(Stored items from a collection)
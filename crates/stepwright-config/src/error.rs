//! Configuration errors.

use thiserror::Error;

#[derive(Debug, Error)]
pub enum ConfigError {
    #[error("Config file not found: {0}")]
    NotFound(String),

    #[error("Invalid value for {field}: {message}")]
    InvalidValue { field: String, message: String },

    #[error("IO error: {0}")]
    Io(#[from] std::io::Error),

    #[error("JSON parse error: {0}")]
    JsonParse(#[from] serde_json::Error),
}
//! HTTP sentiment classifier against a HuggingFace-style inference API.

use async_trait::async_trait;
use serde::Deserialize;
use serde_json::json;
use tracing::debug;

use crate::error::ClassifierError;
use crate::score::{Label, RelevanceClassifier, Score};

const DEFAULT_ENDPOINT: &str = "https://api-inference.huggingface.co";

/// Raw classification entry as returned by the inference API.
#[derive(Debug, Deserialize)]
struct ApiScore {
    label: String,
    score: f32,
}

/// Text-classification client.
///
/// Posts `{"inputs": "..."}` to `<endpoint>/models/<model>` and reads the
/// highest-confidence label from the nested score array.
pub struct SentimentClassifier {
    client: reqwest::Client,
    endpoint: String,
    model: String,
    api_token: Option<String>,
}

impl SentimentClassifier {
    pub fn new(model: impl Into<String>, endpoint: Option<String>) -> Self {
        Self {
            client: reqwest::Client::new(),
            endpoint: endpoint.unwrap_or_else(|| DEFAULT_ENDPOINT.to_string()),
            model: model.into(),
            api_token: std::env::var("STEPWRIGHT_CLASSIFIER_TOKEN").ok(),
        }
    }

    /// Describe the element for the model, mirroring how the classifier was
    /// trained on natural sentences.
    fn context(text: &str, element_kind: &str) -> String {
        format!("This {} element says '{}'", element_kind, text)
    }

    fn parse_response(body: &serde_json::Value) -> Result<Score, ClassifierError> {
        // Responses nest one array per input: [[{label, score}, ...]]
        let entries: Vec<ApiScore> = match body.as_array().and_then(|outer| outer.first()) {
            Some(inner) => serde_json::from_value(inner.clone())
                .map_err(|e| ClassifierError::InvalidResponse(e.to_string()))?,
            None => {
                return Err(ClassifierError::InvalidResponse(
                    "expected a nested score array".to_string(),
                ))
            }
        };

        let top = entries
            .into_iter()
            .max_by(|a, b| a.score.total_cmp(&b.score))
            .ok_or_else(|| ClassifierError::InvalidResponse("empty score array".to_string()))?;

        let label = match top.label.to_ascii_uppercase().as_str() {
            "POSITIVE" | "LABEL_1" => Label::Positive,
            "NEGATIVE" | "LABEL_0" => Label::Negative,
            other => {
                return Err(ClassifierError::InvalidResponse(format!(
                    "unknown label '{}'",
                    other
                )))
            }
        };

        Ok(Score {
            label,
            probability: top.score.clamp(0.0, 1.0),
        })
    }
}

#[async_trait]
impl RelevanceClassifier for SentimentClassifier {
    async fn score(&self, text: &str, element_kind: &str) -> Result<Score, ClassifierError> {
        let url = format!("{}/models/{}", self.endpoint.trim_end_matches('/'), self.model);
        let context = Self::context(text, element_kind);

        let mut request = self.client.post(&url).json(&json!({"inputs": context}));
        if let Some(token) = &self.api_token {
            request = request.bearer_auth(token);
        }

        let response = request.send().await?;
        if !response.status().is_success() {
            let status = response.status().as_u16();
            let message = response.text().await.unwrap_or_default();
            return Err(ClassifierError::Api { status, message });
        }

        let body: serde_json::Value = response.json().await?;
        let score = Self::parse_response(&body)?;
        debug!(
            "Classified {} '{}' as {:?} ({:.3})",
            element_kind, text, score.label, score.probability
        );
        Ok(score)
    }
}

...

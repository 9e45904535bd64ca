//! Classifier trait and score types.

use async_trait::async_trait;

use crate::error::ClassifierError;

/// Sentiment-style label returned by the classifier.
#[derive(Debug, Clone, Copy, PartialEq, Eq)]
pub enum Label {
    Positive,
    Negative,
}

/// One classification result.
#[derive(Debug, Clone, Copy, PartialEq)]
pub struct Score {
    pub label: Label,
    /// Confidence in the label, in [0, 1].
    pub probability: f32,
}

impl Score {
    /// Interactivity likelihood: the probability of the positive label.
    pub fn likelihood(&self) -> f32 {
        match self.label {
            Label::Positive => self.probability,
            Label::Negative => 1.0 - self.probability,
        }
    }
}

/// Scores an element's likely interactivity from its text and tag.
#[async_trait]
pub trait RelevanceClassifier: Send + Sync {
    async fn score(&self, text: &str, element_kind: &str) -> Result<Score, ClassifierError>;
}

_Task brief_. Each line containing the word "style" needs to be copied from the data above.

_Answer box_.
//! HTTP sentiment classifier against a HuggingFace-style inference API.
/// Sentiment-style label returned by the classifier.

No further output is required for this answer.